(What is required): Search the records for lines with the word "bool" and copy each match.

[Records from a dataset]
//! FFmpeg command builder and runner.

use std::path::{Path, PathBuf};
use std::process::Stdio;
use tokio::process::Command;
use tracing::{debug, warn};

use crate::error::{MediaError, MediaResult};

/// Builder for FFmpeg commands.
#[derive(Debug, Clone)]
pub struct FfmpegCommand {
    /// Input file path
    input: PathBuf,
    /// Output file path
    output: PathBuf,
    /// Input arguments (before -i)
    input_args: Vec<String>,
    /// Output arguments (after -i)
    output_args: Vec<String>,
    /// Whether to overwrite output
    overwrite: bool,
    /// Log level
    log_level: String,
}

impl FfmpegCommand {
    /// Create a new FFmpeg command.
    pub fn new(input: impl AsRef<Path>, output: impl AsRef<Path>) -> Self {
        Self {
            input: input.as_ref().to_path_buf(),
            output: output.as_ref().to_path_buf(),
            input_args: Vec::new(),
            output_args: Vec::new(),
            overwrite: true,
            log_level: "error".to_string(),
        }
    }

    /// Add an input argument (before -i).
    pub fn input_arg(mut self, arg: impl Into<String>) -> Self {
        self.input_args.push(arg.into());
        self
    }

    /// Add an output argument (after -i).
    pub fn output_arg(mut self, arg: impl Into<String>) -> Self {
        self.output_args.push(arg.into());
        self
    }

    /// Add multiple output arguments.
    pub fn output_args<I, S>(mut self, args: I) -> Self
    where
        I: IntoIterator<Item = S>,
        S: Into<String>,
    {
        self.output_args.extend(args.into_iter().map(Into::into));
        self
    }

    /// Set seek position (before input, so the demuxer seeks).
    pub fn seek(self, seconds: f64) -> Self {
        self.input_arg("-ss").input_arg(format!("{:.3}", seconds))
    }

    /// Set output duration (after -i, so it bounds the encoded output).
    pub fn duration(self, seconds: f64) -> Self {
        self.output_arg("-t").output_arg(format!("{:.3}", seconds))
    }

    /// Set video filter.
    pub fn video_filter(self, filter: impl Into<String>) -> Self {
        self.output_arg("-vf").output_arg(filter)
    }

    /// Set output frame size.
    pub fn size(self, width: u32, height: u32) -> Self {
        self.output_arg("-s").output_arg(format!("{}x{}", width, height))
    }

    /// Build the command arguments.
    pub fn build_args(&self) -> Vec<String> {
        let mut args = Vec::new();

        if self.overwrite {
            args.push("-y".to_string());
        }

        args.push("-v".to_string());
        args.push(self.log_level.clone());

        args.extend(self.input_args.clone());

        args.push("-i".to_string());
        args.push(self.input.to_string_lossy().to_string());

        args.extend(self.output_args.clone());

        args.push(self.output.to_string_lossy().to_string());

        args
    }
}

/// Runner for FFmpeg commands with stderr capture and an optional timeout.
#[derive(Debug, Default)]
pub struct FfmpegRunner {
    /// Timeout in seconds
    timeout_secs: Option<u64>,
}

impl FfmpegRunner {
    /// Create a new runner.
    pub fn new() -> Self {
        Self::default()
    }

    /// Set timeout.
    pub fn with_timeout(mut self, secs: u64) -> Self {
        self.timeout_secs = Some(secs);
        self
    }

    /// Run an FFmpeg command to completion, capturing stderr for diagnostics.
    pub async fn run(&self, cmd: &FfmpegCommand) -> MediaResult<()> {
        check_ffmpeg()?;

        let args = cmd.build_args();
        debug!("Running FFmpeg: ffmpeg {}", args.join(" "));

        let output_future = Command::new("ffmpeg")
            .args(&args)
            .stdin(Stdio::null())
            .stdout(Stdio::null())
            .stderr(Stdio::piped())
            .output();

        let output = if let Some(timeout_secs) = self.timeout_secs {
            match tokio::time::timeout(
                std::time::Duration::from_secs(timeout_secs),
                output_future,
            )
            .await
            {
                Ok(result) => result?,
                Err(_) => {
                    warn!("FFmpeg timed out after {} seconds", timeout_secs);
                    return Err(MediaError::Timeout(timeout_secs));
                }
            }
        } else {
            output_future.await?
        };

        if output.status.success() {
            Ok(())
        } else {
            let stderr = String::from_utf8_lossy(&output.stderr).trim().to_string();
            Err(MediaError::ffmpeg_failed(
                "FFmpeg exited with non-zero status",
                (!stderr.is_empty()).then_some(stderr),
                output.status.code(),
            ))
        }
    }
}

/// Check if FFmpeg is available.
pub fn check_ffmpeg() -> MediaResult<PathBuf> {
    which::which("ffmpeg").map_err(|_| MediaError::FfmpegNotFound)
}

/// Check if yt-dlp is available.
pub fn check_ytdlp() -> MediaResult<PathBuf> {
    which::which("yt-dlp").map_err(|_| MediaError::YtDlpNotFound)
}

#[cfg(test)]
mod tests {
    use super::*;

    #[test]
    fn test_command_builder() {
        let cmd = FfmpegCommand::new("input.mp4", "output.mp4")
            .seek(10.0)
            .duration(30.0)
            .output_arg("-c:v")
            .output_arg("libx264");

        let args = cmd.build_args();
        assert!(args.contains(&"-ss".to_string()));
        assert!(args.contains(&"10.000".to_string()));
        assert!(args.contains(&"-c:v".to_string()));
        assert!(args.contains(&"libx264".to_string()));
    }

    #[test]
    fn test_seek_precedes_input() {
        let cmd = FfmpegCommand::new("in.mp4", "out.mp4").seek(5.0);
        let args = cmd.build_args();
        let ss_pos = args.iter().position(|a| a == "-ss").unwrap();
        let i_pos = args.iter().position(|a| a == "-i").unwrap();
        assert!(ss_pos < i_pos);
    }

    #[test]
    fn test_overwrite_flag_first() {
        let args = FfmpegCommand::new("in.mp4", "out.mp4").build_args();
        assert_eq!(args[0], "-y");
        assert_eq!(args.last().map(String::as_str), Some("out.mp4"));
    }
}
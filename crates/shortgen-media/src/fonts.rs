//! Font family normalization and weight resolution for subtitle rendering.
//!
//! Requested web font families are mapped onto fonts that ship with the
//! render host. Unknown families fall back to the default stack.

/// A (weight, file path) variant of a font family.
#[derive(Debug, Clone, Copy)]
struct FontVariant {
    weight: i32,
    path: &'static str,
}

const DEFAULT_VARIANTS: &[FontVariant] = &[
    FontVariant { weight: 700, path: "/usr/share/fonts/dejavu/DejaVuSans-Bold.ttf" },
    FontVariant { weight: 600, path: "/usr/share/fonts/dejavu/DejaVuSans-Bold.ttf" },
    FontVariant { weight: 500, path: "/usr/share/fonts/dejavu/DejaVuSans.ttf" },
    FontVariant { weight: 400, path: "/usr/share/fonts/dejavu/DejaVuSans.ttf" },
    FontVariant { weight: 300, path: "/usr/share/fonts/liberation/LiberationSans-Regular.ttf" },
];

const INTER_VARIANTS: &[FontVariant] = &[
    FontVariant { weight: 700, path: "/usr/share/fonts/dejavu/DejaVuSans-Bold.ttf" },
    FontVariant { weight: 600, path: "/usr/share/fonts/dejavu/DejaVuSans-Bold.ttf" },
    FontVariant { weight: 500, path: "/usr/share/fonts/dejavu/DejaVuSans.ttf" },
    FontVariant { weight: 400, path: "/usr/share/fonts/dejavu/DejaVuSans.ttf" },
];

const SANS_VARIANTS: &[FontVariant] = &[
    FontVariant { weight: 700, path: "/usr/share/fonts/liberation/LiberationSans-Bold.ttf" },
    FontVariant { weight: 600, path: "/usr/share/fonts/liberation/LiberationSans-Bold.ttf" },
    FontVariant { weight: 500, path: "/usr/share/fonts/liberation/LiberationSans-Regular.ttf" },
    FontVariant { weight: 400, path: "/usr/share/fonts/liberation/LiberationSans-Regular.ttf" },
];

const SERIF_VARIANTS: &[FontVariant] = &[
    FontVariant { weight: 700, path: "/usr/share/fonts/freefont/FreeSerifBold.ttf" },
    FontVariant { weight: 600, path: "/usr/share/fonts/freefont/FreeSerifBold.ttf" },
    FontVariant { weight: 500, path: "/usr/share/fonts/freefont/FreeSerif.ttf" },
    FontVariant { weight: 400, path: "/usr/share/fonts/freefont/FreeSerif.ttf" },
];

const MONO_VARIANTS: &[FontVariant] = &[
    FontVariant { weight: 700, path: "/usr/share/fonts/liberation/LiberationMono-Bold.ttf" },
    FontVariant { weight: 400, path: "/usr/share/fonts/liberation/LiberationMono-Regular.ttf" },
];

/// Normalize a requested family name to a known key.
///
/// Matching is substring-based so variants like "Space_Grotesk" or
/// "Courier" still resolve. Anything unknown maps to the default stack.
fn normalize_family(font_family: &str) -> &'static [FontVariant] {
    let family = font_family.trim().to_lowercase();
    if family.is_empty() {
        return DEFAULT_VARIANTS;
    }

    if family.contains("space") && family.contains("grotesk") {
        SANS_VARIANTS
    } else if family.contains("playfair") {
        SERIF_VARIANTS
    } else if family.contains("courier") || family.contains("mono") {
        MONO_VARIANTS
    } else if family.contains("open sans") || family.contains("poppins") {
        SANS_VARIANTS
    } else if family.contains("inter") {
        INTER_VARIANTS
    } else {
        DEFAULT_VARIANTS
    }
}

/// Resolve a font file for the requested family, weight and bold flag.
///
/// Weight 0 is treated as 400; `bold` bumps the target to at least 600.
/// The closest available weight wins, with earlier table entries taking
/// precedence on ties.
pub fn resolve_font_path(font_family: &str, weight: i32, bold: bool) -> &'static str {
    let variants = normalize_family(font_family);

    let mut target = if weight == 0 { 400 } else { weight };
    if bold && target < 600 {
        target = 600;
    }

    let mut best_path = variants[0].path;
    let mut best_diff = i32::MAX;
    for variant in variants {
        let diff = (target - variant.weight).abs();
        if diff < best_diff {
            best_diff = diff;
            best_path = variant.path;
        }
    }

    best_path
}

==

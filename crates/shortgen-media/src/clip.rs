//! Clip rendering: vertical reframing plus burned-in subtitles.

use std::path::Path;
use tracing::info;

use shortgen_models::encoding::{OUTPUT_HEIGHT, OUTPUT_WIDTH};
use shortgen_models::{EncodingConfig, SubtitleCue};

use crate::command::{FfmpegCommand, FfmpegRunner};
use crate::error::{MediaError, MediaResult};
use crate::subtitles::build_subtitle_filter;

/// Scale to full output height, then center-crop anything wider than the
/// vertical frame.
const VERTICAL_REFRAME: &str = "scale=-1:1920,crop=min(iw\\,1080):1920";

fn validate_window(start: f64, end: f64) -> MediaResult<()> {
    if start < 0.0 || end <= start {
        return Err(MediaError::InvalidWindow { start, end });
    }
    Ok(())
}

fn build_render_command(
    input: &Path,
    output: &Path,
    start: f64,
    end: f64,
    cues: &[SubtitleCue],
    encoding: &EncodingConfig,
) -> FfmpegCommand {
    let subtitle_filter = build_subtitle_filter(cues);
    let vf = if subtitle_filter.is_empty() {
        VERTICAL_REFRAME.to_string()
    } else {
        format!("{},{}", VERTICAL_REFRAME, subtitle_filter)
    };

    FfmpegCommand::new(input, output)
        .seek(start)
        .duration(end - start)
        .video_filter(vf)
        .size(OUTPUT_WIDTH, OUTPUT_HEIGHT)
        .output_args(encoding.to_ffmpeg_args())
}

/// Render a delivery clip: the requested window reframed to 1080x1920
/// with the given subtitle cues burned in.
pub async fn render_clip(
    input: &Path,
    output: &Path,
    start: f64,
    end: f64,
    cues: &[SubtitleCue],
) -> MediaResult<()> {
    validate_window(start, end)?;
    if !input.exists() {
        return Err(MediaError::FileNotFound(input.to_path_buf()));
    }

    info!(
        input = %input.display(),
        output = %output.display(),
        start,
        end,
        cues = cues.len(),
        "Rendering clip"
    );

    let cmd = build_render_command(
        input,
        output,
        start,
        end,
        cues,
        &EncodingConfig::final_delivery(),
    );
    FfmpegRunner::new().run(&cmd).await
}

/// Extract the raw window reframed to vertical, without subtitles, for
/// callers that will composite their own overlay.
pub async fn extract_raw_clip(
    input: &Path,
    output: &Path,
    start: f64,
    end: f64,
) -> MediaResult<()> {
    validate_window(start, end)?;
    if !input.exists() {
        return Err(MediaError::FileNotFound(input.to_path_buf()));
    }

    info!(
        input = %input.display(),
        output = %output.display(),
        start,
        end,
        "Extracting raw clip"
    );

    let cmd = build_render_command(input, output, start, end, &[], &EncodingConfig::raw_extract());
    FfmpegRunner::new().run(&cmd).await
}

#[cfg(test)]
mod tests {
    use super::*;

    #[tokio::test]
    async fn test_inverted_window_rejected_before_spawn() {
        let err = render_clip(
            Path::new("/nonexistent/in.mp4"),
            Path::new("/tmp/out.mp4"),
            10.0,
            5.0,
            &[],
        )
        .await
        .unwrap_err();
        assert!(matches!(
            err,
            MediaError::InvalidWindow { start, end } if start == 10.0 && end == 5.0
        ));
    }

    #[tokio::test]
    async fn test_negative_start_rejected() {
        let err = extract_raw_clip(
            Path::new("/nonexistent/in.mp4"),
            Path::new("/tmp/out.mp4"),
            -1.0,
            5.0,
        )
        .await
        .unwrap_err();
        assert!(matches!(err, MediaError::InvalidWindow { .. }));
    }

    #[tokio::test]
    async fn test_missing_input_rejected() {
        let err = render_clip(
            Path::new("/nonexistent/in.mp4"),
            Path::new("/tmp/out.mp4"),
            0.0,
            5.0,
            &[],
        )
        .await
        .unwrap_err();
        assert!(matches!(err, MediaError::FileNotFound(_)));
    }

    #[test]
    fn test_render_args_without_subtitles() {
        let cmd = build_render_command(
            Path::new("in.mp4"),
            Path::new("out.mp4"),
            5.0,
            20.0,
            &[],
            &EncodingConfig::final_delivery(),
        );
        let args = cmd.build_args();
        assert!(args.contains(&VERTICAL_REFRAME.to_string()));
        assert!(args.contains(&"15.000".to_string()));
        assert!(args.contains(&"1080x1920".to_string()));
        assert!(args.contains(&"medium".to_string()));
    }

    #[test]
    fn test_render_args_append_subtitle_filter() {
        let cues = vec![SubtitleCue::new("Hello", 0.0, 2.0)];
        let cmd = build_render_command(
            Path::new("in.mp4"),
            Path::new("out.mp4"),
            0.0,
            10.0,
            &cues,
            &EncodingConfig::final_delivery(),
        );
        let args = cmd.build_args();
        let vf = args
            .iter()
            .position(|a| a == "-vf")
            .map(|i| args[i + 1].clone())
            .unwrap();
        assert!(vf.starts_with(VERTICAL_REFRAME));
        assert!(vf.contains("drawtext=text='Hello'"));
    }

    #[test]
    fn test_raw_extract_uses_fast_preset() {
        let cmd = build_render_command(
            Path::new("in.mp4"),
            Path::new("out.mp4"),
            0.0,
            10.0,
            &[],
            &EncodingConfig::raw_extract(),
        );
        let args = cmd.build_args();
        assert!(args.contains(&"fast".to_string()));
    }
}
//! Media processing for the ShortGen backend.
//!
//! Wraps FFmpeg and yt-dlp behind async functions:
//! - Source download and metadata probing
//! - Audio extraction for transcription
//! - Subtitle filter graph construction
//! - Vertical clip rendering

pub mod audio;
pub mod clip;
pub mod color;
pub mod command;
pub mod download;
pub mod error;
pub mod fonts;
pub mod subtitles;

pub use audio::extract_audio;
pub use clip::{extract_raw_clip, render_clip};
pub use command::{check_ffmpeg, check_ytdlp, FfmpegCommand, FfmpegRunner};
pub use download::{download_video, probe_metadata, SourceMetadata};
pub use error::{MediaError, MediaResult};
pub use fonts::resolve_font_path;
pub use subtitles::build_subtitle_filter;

* * *

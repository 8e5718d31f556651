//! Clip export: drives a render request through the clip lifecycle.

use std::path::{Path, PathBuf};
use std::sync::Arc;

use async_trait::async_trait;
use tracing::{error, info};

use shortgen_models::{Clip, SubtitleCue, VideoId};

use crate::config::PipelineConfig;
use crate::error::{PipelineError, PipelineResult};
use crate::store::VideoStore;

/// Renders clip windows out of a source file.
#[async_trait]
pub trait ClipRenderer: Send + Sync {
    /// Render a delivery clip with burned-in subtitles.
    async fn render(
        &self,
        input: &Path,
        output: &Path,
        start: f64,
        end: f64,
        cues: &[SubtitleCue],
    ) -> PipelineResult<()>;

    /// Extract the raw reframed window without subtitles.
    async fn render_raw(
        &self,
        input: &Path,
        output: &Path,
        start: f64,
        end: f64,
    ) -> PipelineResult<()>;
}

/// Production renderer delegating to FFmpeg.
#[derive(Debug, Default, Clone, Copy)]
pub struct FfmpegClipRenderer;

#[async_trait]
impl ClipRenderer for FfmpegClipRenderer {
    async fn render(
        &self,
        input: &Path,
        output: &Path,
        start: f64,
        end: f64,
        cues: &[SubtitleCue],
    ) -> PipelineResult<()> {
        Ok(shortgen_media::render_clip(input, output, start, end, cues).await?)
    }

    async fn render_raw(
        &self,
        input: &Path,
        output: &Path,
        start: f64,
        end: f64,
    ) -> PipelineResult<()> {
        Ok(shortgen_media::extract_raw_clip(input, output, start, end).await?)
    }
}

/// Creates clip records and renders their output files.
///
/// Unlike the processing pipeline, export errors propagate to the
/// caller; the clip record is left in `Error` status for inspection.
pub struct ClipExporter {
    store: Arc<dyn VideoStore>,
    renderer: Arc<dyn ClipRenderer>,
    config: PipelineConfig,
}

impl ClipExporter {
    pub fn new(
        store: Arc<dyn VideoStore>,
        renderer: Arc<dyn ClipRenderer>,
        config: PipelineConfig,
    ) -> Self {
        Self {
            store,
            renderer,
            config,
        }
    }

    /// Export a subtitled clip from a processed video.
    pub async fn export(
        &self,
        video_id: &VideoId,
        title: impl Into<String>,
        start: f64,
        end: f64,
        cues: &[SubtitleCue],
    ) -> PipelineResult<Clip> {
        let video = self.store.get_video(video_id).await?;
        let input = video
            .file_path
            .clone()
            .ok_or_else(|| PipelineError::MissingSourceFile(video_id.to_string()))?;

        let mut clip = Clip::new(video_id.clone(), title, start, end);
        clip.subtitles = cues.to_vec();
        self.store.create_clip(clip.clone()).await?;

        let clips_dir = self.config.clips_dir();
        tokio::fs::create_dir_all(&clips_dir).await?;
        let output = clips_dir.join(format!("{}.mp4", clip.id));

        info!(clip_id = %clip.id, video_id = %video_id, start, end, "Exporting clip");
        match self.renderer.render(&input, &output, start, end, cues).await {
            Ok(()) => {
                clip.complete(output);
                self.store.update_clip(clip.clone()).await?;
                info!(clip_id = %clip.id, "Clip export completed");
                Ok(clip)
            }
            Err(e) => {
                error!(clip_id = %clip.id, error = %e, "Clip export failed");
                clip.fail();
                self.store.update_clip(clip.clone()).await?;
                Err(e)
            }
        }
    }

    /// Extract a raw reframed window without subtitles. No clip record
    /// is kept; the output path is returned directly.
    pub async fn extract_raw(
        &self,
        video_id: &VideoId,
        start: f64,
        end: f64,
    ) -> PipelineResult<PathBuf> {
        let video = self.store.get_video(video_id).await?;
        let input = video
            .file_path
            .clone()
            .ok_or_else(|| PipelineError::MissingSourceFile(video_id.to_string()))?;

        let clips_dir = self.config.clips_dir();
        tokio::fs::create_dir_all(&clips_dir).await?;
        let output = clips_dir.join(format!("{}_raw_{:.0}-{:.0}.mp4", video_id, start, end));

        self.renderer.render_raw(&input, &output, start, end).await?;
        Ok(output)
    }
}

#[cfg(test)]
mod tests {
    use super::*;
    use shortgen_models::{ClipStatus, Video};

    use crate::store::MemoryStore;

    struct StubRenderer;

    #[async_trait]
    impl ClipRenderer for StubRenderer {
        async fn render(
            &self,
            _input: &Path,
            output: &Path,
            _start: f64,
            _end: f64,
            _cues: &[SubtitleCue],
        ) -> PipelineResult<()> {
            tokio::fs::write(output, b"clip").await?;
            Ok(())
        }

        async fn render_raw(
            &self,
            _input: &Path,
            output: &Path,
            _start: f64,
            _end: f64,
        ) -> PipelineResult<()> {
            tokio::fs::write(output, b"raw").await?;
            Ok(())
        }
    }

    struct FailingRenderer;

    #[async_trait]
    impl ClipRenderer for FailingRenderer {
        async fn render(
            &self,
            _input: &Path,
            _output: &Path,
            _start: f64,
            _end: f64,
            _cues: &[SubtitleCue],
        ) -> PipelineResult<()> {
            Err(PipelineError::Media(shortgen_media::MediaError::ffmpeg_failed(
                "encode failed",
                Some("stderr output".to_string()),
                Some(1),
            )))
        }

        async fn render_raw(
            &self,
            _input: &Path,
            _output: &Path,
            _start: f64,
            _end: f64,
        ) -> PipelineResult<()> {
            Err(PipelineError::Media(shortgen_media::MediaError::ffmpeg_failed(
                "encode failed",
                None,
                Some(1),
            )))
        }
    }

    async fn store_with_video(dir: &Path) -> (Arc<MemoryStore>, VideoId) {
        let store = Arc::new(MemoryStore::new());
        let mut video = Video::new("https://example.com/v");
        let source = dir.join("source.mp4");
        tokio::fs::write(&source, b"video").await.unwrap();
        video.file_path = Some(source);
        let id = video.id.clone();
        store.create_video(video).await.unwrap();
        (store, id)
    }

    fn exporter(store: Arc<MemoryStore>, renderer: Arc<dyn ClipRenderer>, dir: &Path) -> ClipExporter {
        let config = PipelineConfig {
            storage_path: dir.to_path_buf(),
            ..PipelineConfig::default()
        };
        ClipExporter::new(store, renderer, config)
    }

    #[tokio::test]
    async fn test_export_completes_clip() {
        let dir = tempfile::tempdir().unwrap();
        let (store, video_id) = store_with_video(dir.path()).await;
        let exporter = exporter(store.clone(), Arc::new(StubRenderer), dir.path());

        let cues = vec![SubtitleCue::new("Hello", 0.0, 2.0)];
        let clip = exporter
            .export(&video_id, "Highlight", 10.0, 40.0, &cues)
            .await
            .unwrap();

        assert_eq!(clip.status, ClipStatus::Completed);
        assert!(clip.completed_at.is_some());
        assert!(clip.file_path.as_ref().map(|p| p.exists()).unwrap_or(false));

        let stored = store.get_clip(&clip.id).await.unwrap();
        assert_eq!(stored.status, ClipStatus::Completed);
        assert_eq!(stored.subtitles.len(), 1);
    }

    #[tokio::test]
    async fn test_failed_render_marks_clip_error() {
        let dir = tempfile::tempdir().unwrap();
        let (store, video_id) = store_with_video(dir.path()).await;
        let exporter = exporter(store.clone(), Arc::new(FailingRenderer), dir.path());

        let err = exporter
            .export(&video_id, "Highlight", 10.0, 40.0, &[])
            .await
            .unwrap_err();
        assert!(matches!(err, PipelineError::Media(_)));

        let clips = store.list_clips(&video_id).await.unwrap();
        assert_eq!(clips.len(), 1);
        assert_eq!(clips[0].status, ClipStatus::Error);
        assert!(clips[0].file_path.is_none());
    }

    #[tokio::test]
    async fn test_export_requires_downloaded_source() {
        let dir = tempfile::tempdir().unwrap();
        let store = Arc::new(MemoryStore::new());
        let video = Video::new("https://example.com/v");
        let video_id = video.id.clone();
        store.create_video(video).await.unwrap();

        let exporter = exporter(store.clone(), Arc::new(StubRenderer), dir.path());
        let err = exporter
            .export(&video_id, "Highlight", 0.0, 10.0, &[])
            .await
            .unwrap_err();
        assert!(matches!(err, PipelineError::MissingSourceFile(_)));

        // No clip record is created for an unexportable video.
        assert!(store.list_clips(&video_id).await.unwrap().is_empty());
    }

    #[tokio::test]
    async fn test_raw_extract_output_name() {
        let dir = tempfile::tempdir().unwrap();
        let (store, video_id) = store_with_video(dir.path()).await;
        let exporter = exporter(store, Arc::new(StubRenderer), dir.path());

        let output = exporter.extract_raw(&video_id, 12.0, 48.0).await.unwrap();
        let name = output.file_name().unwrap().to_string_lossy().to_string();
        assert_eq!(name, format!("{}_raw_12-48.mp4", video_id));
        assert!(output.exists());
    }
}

(Exercise output):
    overwrite: bool,
pub fn resolve_font_path(font_family: &str, weight: i32, bold: bool) -> &'static str {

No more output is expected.